Abstract
The traditional approach to pharmacodynamic modelling relies on knowledge about the pharmacokinetics. A prerequisite for obtaining kinetic information is reliable exposure data. However, in several therapeutic areas, exposure data are unavailable including when the drug response precedes the systemic exposure (for example pulmonary drug administration) and when the drug is locally administered (for example ophthalmics).
Dose-response-time (DRT) data analysis provides an alternative to exposure-driven pharmacodynamic modelling when exposure data are sparse or lacking. In DRT modelling, the response data are assumed to contain enough information about the drug kinetics, whereby a biophase model can be developed and act as the driver of the pharmacological response.

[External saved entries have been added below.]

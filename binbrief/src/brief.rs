//! Loading a brief and filling in what it leaves out.
//!
//! The parser hands back a generic value tree. This module checks the shape
//! of the parts the generator needs and applies defaults, recording an
//! "open question" for every default it had to choose so the generated
//! system can surface them.

use libbrief::{parse_with_options, Mapping, ParseOptions, Value};
use log::debug;
use num_traits::Zero;

use crate::error::{BriefError, Result};

pub const DEFAULT_SYSTEM_NAME: &str = "unnamed-system";
pub const DEFAULT_DESCRIPTION: &str = "No description provided.";
pub const DEFAULT_VERSION: &str = "1";
pub const PROCESS_CONTRACT: &str = "agent-process-contract.md";
pub const DEFAULT_USE_WORKTREES: bool = true;
pub const DEFAULT_CREATE_DRAFT_PRS: bool = false;
pub const DEFAULT_PR_BODY: &str = "templates/pr-body.md";
pub const DEFAULT_ACCEPTANCE_CHECKLIST: &str = "templates/acceptance-checklist.md";
pub const DEFAULT_PURPOSE: &str = "No purpose provided.";

#[derive(Debug, Clone, PartialEq, Eq)]
pub struct SystemInfo {
    pub name: String,
    pub description: String,
    pub version: String,
}

#[derive(Debug, Clone, PartialEq, Eq)]
pub struct Workflow {
    pub pr_process_contract: String,
    pub use_worktrees: bool,
    pub create_draft_prs: bool,
}

#[derive(Debug, Clone, PartialEq, Eq)]
pub struct Role {
    pub name: String,
    pub description: String,
    /// Directory name for the role's SKILL.md.
    pub slug: String,
}

#[derive(Debug, Clone, PartialEq, Eq)]
pub struct Templates {
    pub pr_body: String,
    pub acceptance_checklist: String,
}

impl Default for Templates {
    fn default() -> Self {
        Self {
            pr_body: DEFAULT_PR_BODY.to_string(),
            acceptance_checklist: DEFAULT_ACCEPTANCE_CHECKLIST.to_string(),
        }
    }
}

#[derive(Debug, Clone, PartialEq, Eq)]
pub struct Reference {
    pub path: String,
    pub purpose: String,
}

/// A brief with every default applied.
#[derive(Debug, Clone, PartialEq, Eq)]
pub struct Brief {
    pub system: SystemInfo,
    pub workflow: Workflow,
    pub roles: Vec<Role>,
    pub policies: Vec<String>,
    pub templates: Templates,
    pub references: Vec<Reference>,
}

/// Parse brief text, requiring a mapping at the root.
pub fn load_brief(text: &str, options: &ParseOptions) -> Result<Mapping> {
    match parse_with_options(text, options)? {
        Value::Mapping(map) => Ok(map),
        other => {
            debug!("brief root is a {}", other.kind());
            Err(BriefError::NotAMapping)
        }
    }
}

/// Whether a value counts as "set" for defaulting purposes.
pub fn is_truthy(value: &Value) -> bool {
    match value {
        Value::Null => false,
        Value::Bool(b) => *b,
        Value::Integer(n) => !n.is_zero(),
        Value::String(s) => !s.is_empty(),
        Value::Mapping(map) => !map.is_empty(),
        Value::Sequence(items) => !items.is_empty(),
    }
}

/// Render a scalar as text. Mappings and sequences have no text form.
///
/// Keywords keep the spelling briefs have always been rendered with:
/// `None`, `True` and `False`.
fn scalar_text(value: &Value) -> Option<String> {
    match value {
        Value::Null => Some("None".to_string()),
        Value::Bool(true) => Some("True".to_string()),
        Value::Bool(false) => Some("False".to_string()),
        Value::Integer(n) => Some(n.to_string()),
        Value::String(s) => Some(s.clone()),
        Value::Mapping(_) | Value::Sequence(_) => None,
    }
}

/// Look up `key`, treating a falsy value like an absent one.
fn truthy<'a>(map: &'a Mapping, key: &str) -> Option<&'a Value> {
    map.get(key).filter(|v| is_truthy(v))
}

/// The text of a truthy scalar field, if any.
fn text_field(map: &Mapping, section: &str, key: &str) -> Result<Option<String>> {
    match truthy(map, key) {
        Some(value) => scalar_text(value).map(Some).ok_or_else(|| {
            BriefError::invalid(format!(
                "{}.{} must be a scalar, found a {}.",
                section,
                key,
                value.kind()
            ))
        }),
        None => Ok(None),
    }
}

/// A section that must be a mapping when it is set at all.
fn section<'a>(data: &'a Mapping, key: &str) -> Result<Option<&'a Mapping>> {
    match truthy(data, key) {
        Some(Value::Mapping(map)) => Ok(Some(map)),
        Some(other) => Err(BriefError::invalid(format!(
            "{} must be a mapping, found a {}.",
            key,
            other.kind()
        ))),
        None => Ok(None),
    }
}

/// A section that must be a sequence when it is set at all.
fn list_section<'a>(data: &'a Mapping, key: &str, message: &str) -> Result<&'a [Value]> {
    match truthy(data, key) {
        Some(Value::Sequence(items)) => Ok(items),
        Some(_) => Err(BriefError::invalid(message)),
        None => Ok(&[]),
    }
}

/// Apply defaults to a parsed brief.
///
/// Returns the normalized brief and the open questions raised while
/// filling it in.
pub fn normalize(data: &Mapping) -> Result<(Brief, Vec<String>)> {
    let mut questions = Vec::new();
    let empty = Mapping::new();

    let system = normalize_system(section(data, "system")?.unwrap_or(&empty), &mut questions)?;
    let workflow =
        normalize_workflow(section(data, "workflow")?.unwrap_or(&empty), &mut questions)?;
    let roles = normalize_roles(data, &mut questions)?;
    let templates =
        normalize_templates(section(data, "templates")?.unwrap_or(&empty), &mut questions)?;

    let policies = list_section(data, "policies", "Policies must be a list.")?
        .iter()
        .map(|policy| {
            scalar_text(policy).ok_or_else(|| {
                BriefError::invalid(format!(
                    "Policies entries must be scalars, found a {}.",
                    policy.kind()
                ))
            })
        })
        .collect::<Result<Vec<_>>>()?;

    let references = list_section(data, "references", "References must be a list.")?
        .iter()
        .map(normalize_reference)
        .collect::<Result<Vec<_>>>()?;

    debug!(
        "normalized brief with {} roles, {} policies, {} references",
        roles.len(),
        policies.len(),
        references.len()
    );

    Ok((
        Brief {
            system,
            workflow,
            roles,
            policies,
            templates,
            references,
        },
        questions,
    ))
}

fn normalize_system(raw: &Mapping, questions: &mut Vec<String>) -> Result<SystemInfo> {
    let version = match raw.get("version") {
        Some(v) if !v.is_null() => scalar_text(v).ok_or_else(|| {
            BriefError::invalid(format!(
                "system.version must be a scalar, found a {}.",
                v.kind()
            ))
        })?,
        _ => DEFAULT_VERSION.to_string(),
    };

    let system = SystemInfo {
        name: text_field(raw, "system", "name")?.unwrap_or_else(|| DEFAULT_SYSTEM_NAME.into()),
        description: text_field(raw, "system", "description")?
            .unwrap_or_else(|| DEFAULT_DESCRIPTION.into()),
        version,
    };

    if !raw.contains_key("name") {
        questions.push(format!(
            "System name missing; used '{}'.",
            DEFAULT_SYSTEM_NAME
        ));
    }
    if !raw.contains_key("description") {
        questions.push("System description missing; used a placeholder.".to_string());
    }
    if !raw.contains_key("version") {
        questions.push(format!(
            "System version missing; defaulted to {}.",
            DEFAULT_VERSION
        ));
    }

    Ok(system)
}

fn normalize_workflow(raw: &Mapping, questions: &mut Vec<String>) -> Result<Workflow> {
    let requested = text_field(raw, "workflow", "pr_process_contract")?;
    if requested.as_deref().is_some_and(|c| c != PROCESS_CONTRACT) {
        questions.push(format!(
            "Brief requested a non-standard process contract; generated '{}' instead.",
            PROCESS_CONTRACT
        ));
    }

    let flag = |key: &str, default: bool| raw.get(key).map_or(default, is_truthy);
    let workflow = Workflow {
        pr_process_contract: PROCESS_CONTRACT.to_string(),
        use_worktrees: flag("use_worktrees", DEFAULT_USE_WORKTREES),
        create_draft_prs: flag("create_draft_prs", DEFAULT_CREATE_DRAFT_PRS),
    };

    if !raw.contains_key("use_worktrees") {
        questions.push("Workflow use_worktrees missing; defaulted to true.".to_string());
    }
    if !raw.contains_key("create_draft_prs") {
        questions.push("Workflow create_draft_prs missing; defaulted to false.".to_string());
    }

    Ok(workflow)
}

fn normalize_roles(data: &Mapping, questions: &mut Vec<String>) -> Result<Vec<Role>> {
    let raw = match truthy(data, "roles") {
        Some(Value::Sequence(items)) => items.as_slice(),
        Some(_) => return Err(BriefError::invalid("Roles entries must be mappings.")),
        None => {
            questions.push("No roles provided; generated placeholder role 'owner'.".to_string());
            return Ok(vec![Role {
                name: "owner".to_string(),
                description: "Owns overall system delivery and coordination.".to_string(),
                slug: "owner".to_string(),
            }]);
        }
    };

    let mut roles = Vec::with_capacity(raw.len());
    for entry in raw {
        let role = entry
            .as_mapping()
            .ok_or_else(|| BriefError::invalid("Roles entries must be mappings."))?;
        let name = text_field(role, "roles", "name")?
            .ok_or_else(|| BriefError::invalid("Each role must include a name."))?;
        let description =
            text_field(role, "roles", "description")?.unwrap_or_else(|| DEFAULT_DESCRIPTION.into());

        let slug = slugify(&name);
        if slug != name {
            questions.push(format!("Role '{}' normalized to directory '{}'.", name, slug));
        }
        roles.push(Role {
            name,
            description,
            slug,
        });
    }
    Ok(roles)
}

fn normalize_templates(raw: &Mapping, questions: &mut Vec<String>) -> Result<Templates> {
    let defaults = Templates::default();
    let templates = Templates {
        pr_body: text_field(raw, "templates", "pr_body")?.unwrap_or(defaults.pr_body),
        acceptance_checklist: text_field(raw, "templates", "acceptance_checklist")?
            .unwrap_or(defaults.acceptance_checklist),
    };

    if !raw.contains_key("pr_body") {
        questions.push("Templates pr_body missing; used default path.".to_string());
    }
    if !raw.contains_key("acceptance_checklist") {
        questions.push("Templates acceptance_checklist missing; used default path.".to_string());
    }

    Ok(templates)
}

fn normalize_reference(entry: &Value) -> Result<Reference> {
    let raw = entry
        .as_mapping()
        .ok_or_else(|| BriefError::invalid("References entries must be mappings."))?;
    let path = text_field(raw, "references", "path")?
        .ok_or_else(|| BriefError::invalid("Reference entries must include a path."))?;
    let purpose =
        text_field(raw, "references", "purpose")?.unwrap_or_else(|| DEFAULT_PURPOSE.into());
    Ok(Reference { path, purpose })
}

/// Turn a role name into a directory name.
///
/// Lowercases, replaces every run of characters outside `[a-z0-9-]` with a
/// single dash, collapses dashes and trims them from both ends.
pub fn slugify(name: &str) -> String {
    let mut slug = String::with_capacity(name.len());
    for c in name.trim().to_lowercase().chars() {
        let c = if c.is_ascii_lowercase() || c.is_ascii_digit() {
            c
        } else {
            '-'
        };
        if c == '-' && slug.ends_with('-') {
            continue;
        }
        slug.push(c);
    }

    let slug = slug.trim_matches('-');
    if slug.is_empty() {
        "role".to_string()
    } else {
        slug.to_string()
    }
}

The following work presents the fundamental principles of DRT modelling. This include the entire procedure of identifying a DRT model, encompassing the assessment of the biophase function and the pharmacodynamic model, extensions to cover population variations, identifiability analysis, parameter estimation, and model validation. To demonstrate the utility of the technique, two extensive pre-clinical DRT studies of the interaction between nicotinic acid (NiAc) and free fatty acids (FFA) are presented. The first study covered the response behaviour following intravenous and oral NiAc dosing in both normal (lean) and diseased (obese) rats. The second study extended the models of the first study to incorporate insulin as a driver of the FFA response. Moreover, data from chronic trials were analysed with the aim to quantitatively understand the adaptive behaviours associated with long-term NiAc treatments.
The aim of this work is to answer the questions of when and how to use DRT data analysis, and what the limitations of the method are.
The DRT models of the first study were successfully fitted to all response-time courses in lean rats, with high precision in the parameter estimates (relative standard errors (RSE) < 25%), visual predictive check (VPC) and individual plots that captured the population and subject trends, and “-shrinkages of less than 10%. The model for the obese rats were less precise, with specific parameters being practically non-identifiable (with, for example, RSE 250%). The results for both lean and obese rats were generally consistent with those of an exposure-driven reference model, albeit with less precision and accuracy in the parameter estimates. Finally, the model was able to describe non-linear biophase kinetics, present at high oral dosages of NiAc.
The DRT models of the second study were able to capture the response-time courses for insulin and FFA on a population and individual level, and for both lean and obese rats. However, many parameters were uncertain (with RSE of, for example, 30-50%) and some were practically non-identifiable (with RSE of > 100%). The estimates were generally less precise and more inaccurate than those obtained in an exposure-driven reference model. Yet, most parameter estimates of the DRT models were within one standard deviation from those of the exposure-driven model. The final model was used to predict steady-state FFA exposures following repeated NiAc dosing for a range of different infusion protocols. The optimal dosing regimens consisted of infusions and wash-out periods were the wash-outs were 2h longer than the infusions. These predictions were consistent with those made by the exposure-driven model. Albeit, the DRT model predicted a slightly lower optimal reduction of FFA exposure.
It is important to recognise that DRT analyses introduce bias and variability in the parameter estimates. To obtain reliable results, it is advisable to have rich pharmacodynamic data, covering drug administration at different routes, rates, and schedules. With these issues taken into account, the technique still performed well in the two extensive studies presented in this work.
In conclusion, DRT data analysis is a modelling technique used in situations when exposure data are unavailable. The method is versatile and can describe a range of different pharmacological behaviours. Precision and accuracy is lost when comparing to an exposure driven pharmacodynamic modelling approach. Thus, DRT modelling is not to be considered as a replacement of the gold-standard pharmacokinetic-pharmacodynamic framework, but rather as a compliment when exposure data are unavailable.